D'Kings Men is a compilation album by Nigerian record label DB Records. It was released on June 24, 2013, by the label and Sony. The album was produced by Don Jazzy, Jay Sleek and Dee Vee. It features guest appearances from Kanye West, Big Sean, Snoop Lion, Fally Ipupa, Durella, Olamide, Ikechukwu and Naeto C. D'Kings Men produced eleven singles—"Oliver Twist", "Sister Caro", "Oyato", "Bachelor", "Top of the World", "Cashflow", "Don't Tell Me Nonsense", "For Example", "Finally", "Why You Love Me" and "Obimo (My Heart)". It received mixed reviews from music critics, who panned its lyrics and sound.

Background and release
D'banj founded the DB Records label and started working on the album prior to splitting with his longtime business partner Don Jazzy. Since the label's inception, multiple acts have signed to the label, including Kayswitch, J.Sol, Jay Sleek, Durella and Dee Vee. In an interview with Seun Apara, D'banj gave an exclusive insight into the album. He said the record "has a compilation of songs and sounds done by DB records artistes comprising myself, Kay Switch and J.Sol." D'banj also said Don Jazzy produced four songs on the album. In an attempt to suppress piracy, the album was delivered to customers who pre-ordered it from D'banj's official website. It was also made available for purchase at all GT Bank offices in Nigeria.
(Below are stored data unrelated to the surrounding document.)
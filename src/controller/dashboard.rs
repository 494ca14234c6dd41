use std::sync::Arc;

use lazy_static::lazy_static;
use regex::Regex;

use super::{EmptyState, PageSlot, PageState};
use crate::core::Result;
use crate::models::{App, AppStatus};
use crate::service::{AppService, EntityService};
use crate::table::{Column, SortableTable, format};

lazy_static! {
    static ref DASHBOARD_WORD: Regex = Regex::new(r"(?i)dashboard\s*").unwrap();
}

pub const EMPTY: EmptyState = EmptyState {
    title: "No dashboards yet",
    description: "Register an application to see it here.",
};

/// App name as the dashboard lists it: every "Dashboard" dropped, then
/// trimmed.
pub fn display_app_name(name: &str) -> String {
    DASHBOARD_WORD.replace_all(name, "").trim().to_string()
}

#[derive(Debug, Clone, Copy, PartialEq, Eq, Default)]
pub struct DashboardSummary {
    pub total_apps: usize,
    pub total_users: u64,
    pub active_apps: usize,
}

impl DashboardSummary {
    pub fn of(apps: &[App]) -> Self {
        Self {
            total_apps: apps.len(),
            total_users: apps.iter().map(|app| app.total_users).sum(),
            active_apps: apps.iter().filter(|app| app.status == AppStatus::Active).count(),
        }
    }
}

/// Overview of every app. Names are cleaned for display on load; the
/// service's records are untouched.
pub struct DashboardPage {
    service: Arc<AppService>,
    slot: PageSlot<Vec<App>>,
}

impl DashboardPage {
    pub fn new(service: Arc<AppService>) -> Self {
        Self {
            service,
            slot: PageSlot::new(),
        }
    }

    pub async fn load(&self) -> bool {
        let token = self.slot.begin().await;
        let apps = self
            .service
            .get_all()
            .await
            .into_iter()
            .map(|mut app| {
                app.app_name = display_app_name(&app.app_name);
                app
            })
            .collect();
        self.slot.complete(token, Ok(apps)).await
    }

    pub async fn retry(&self) -> bool {
        self.load().await
    }

    pub async fn state(&self) -> PageState<Vec<App>> {
        self.slot.state().await
    }

    pub async fn is_empty(&self) -> bool {
        self.slot.state().await.ready().is_some_and(Vec::is_empty)
    }

    pub async fn summary(&self) -> Option<DashboardSummary> {
        self.slot.state().await.ready().map(|apps| DashboardSummary::of(apps))
    }

    pub fn columns() -> Vec<Column<App>> {
        vec![
            Column::new("Id", "ID"),
            Column::new("appName", "Name"),
            Column::new("status", "Status"),
            Column::new("totalUsers", "Users")
                .render_with(|value, _: &App| format::thousands(value)),
            Column::new("performanceScore", "Score")
                .render_with(|value, _: &App| format!("{value}%")),
            Column::new("lastUpdated", "Updated")
                .render_with(|value, _: &App| format::date_at_time(value)),
        ]
    }

    pub fn table() -> Result<SortableTable<App>> {
        Ok(SortableTable::new(Self::columns())?.sortable(true))
    }
}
D'Kings Men was made available for purchase on iTunes a day after the DKM concert. Headlined by D'banj and 2 Chainz, the concert was held at the Eko Hotels and Suites on June 23, 2013. It featured additional performances from Kay Switch, Phyno, Olamide, Mafikizolo, Fally Ipupa, and Naeto C. Guest in attendance included Ayo Makun, Kenya Moore, and Toolz, among others.

Singles
The album's lead single "Oliver Twist" was released on May 11, 2012. The music video for the song was directed by Sesan Ogunro and features cameo appearances from Kanye West, Pusha T, Big Sean, and Manny Fresh. The D'banj-assisted track "Sister Caro" was released on June 9, 2012, as the album's second single. The music video was shot in Lagos, Nigeria. The album's third single "Oyato" was released on July 14, 2012. It serves as D'banj's first official single in the post-Mo'Hits era. "Bachelor" was released on November 10, 2012, as the album's fourth single. The accompanying music video was also directed by Sesan in Atlanta, Georgia.
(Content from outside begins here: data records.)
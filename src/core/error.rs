use std::fmt;

use thiserror::Error;

/// The three record collections the console manages.
#[derive(Debug, Clone, Copy, PartialEq, Eq, Hash)]
pub enum EntityKind {
    User,
    App,
    AiLog,
}

impl EntityKind {
    pub fn label(&self) -> &'static str {
        match self {
            Self::User => "User",
            Self::App => "App",
            Self::AiLog => "AI Log",
        }
    }
}

impl fmt::Display for EntityKind {
    fn fmt(&self, f: &mut fmt::Formatter<'_>) -> fmt::Result {
        f.write_str(self.label())
    }
}

#[derive(Error, Debug, Clone, PartialEq)]
pub enum ConsoleError {
    /// No record matched an identifier-keyed lookup. `key` is the identifier
    /// as the caller supplied it, kept for logs; the message stays generic.
    #[error("{kind} not found")]
    NotFound { kind: EntityKind, key: String },

    #[error("Fixture error: {0}")]
    Fixture(String),

    #[error("Configuration error: {0}")]
    Config(String),

    #[error("Column '{0}' is not declared by this table")]
    UnknownColumn(String),

    #[error("Column '{0}' is declared more than once")]
    DuplicateColumn(String),
}

impl ConsoleError {
    pub fn not_found(kind: EntityKind, key: impl fmt::Display) -> Self {
        Self::NotFound {
            kind,
            key: key.to_string(),
        }
    }

    pub fn is_not_found(&self) -> bool {
        matches!(self, Self::NotFound { .. })
    }
}

pub type Result<T> = std::result::Result<T, ConsoleError>;

impl From<serde_json::Error> for ConsoleError {
    fn from(err: serde_json::Error) -> Self {
        Self::Fixture(err.to_string())
    }
}

#[cfg(test)]
mod tests {
    use super::*;

    #[test]
    fn test_not_found_messages() {
        assert_eq!(
            ConsoleError::not_found(EntityKind::User, 7).to_string(),
            "User not found"
        );
        assert_eq!(
            ConsoleError::not_found(EntityKind::App, 7).to_string(),
            "App not found"
        );
        assert_eq!(
            ConsoleError::not_found(EntityKind::AiLog, "abc").to_string(),
            "AI Log not found"
        );
    }

    #[test]
    fn test_fixture_error_from_json() {
        let err: ConsoleError = serde_json::from_str::<Vec<u8>>("{").unwrap_err().into();
        assert!(matches!(err, ConsoleError::Fixture(_)));
        assert!(!err.is_not_found());
    }
}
The album's fifth single "Top of the World" was released on December 13, 2012. It was the official SuperSport anthem for the 2013 African Nations Cup. The music video for "Top of the World" was shot in South Africa. In the video, D’banj can be seen singing into a forest of mics while performing alongside a dreadlocked guitarist and rock drummer. On December 21, 2012, the Kayswitch-assisted track "Cashflow" was released as the album's sixth single. The music video for the song was also directed by Sesan. The album's seventh single "Don't Tell Me Nonsense" was released March 30, 2013. The song's accompanying music video was shot in Lagos by Matt Max and features helicopters, smoke bombs, and an army of dancers.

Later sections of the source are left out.